Terror group ETA claims it has given up all its guns
Basque militant separatist group ETA, which waged a bloody campaign for independence from Spain for more than four decades, claimed yesterday it had surrendered all its arms and explosives.
The BBC received a letter from ETA declaring it had handed all its weapons to civilian go-betweens and was now a disarmed organisation.
The move stops short of a full disbanding of a group documented as having killed more than 850 people before declaring a ceasefire in 2011.

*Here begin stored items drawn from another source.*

use axum::{
    extract::{Path, State},
    routing::{delete, get, put},
    Json, Router,
};
use tracing::{info, instrument, warn};
use uuid::Uuid;

use super::dto::{
    ActionResponse, AdminUserItem, AnalyticsResponse, DeactivateRequest, StatsResponse,
    UpdateRoleRequest, UserListResponse,
};
use crate::{
    analytics,
    auth::extractors::AdminUser,
    error::ApiError,
    state::AppState,
    users::{self, Role},
};

pub fn admin_routes() -> Router<AppState> {
    Router::new()
        .route("/admin/users", get(list_users))
        .route("/admin/users/:id/role", put(update_role))
        .route("/admin/users/:id/deactivate", put(deactivate_user))
        .route("/admin/users/:id/activate", put(activate_user))
        .route("/admin/users/:id", delete(delete_user))
        .route("/admin/stats", get(stats))
        .route("/admin/analytics", get(gen_analytics))
}

#[instrument(skip(state, _admin))]
pub async fn list_users(
    State(state): State<AppState>,
    _admin: AdminUser,
) -> Result<Json<UserListResponse>, ApiError> {
    let users: Vec<AdminUserItem> = users::repo::list_all(&state.db)
        .await?
        .into_iter()
        .map(Into::into)
        .collect();
    let total = users.len();
    Ok(Json(UserListResponse {
        success: true,
        users,
        total,
    }))
}

#[instrument(skip(state, admin, payload))]
pub async fn update_role(
    State(state): State<AppState>,
    AdminUser(admin): AdminUser,
    Path(user_id): Path<Uuid>,
    Json(payload): Json<UpdateRoleRequest>,
) -> Result<Json<ActionResponse>, ApiError> {
    let role = Role::parse(&payload.role)
        .ok_or_else(|| ApiError::validation("Invalid role"))?;

    let rows = users::repo::set_role(&state.db, user_id, role.as_str()).await?;
    if rows == 0 {
        return Err(ApiError::not_found("User not found"));
    }

    info!(admin_id = %admin.id, %user_id, role = role.as_str(), "role updated");
    Ok(Json(ActionResponse {
        success: true,
        message: "Role updated".into(),
        email_sent: None,
    }))
}

#[instrument(skip(state, admin, payload))]
pub async fn deactivate_user(
    State(state): State<AppState>,
    AdminUser(admin): AdminUser,
    Path(user_id): Path<Uuid>,
    payload: Option<Json<DeactivateRequest>>,
) -> Result<Json<ActionResponse>, ApiError> {
    let reason = payload
        .and_then(|Json(p)| p.reason)
        .unwrap_or_else(|| "No reason provided".into());

    let user = users::repo::find_by_id(&state.db, user_id)
        .await?
        .ok_or_else(|| ApiError::not_found("User not found"))?;

    let rows = users::repo::deactivate(&state.db, user_id, &reason).await?;
    if rows == 0 {
        return Err(ApiError::not_found("User not found or already deactivated"));
    }

    // Best-effort notification; failures only show up in emailSent.
    let email_sent = state
        .mailer
        .send_deactivation(&user.email, &user.name, &reason)
        .await;

    info!(admin_id = %admin.id, %user_id, email_sent, "user deactivated");
    Ok(Json(ActionResponse {
        success: true,
        message: "User deactivated".into(),
        email_sent: Some(email_sent),
    }))
}

#[instrument(skip(state, admin))]
pub async fn activate_user(
    State(state): State<AppState>,
    AdminUser(admin): AdminUser,
    Path(user_id): Path<Uuid>,
) -> Result<Json<ActionResponse>, ApiError> {
    let user = users::repo::find_by_id(&state.db, user_id)
        .await?
        .ok_or_else(|| ApiError::not_found("User not found"))?;

    let rows = users::repo::activate(&state.db, user_id).await?;
    if rows == 0 {
        return Err(ApiError::not_found("User not found or already active"));
    }

    let email_sent = state
        .mailer
        .send_reactivation(&user.email, &user.name)
        .await;

    info!(admin_id = %admin.id, %user_id, email_sent, "user reactivated");
    Ok(Json(ActionResponse {
        success: true,
        message: "User reactivated".into(),
        email_sent: Some(email_sent),
    }))
}

/// Soft delete: deactivation without notification. Records are never
/// removed from the store.
#[instrument(skip(state, admin))]
pub async fn delete_user(
    State(state): State<AppState>,
    AdminUser(admin): AdminUser,
    Path(user_id): Path<Uuid>,
) -> Result<Json<ActionResponse>, ApiError> {
    let rows = users::repo::soft_delete(&state.db, user_id).await?;
    if rows == 0 {
        return Err(ApiError::not_found("User not found"));
    }

    info!(admin_id = %admin.id, %user_id, "user soft-deleted");
    Ok(Json(ActionResponse {
        success: true,
        message: "User deleted".into(),
        email_sent: None,
    }))
}

#[instrument(skip(state, _admin))]
pub async fn stats(
    State(state): State<AppState>,
    _admin: AdminUser,
) -> Result<Json<StatsResponse>, ApiError> {
    let stats = analytics::user_stats(&state.db).await?;
    Ok(Json(StatsResponse {
        success: true,
        stats,
    }))
}

#[instrument(skip(state, _admin))]
pub async fn gen_analytics(
    State(state): State<AppState>,
    _admin: AdminUser,
) -> Result<Json<AnalyticsResponse>, ApiError> {
    let stats = analytics::snapshot(&state.db).await.map_err(|e| {
        warn!(error = %e, "analytics aggregation failed");
        ApiError::Internal(e.context("Failed to fetch admin analytics"))
    })?;
    Ok(Json(AnalyticsResponse {
        success: true,
        stats,
    }))
}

Arnaldo Otegi, leader of Basque pro-independence party EH Bildu and who has served jail time for his links with ETA, said this marked the end of the armed fight for a separate state in northern Spain and south-western France.
"We are entering an irreversible situation, violence will not be used to obtain self-determination and independence...we are happily and calmly looking forward to tomorrow," Mr Otegi said.
He called for an independence referendum like that held in Scotland in 2014. A survey last October by pollsters Euskobarometro showed 29pc of Basques strongly favoured independence and 37pc had no desire for it.
Spain's ruling Popular Party said it would not yield on its long-held refusal to negotiate with ETA.
"They must disarm, disband, apologise and help to clear up crimes that are still unresolved," Education Minister Inigo Mendez de Vigo said.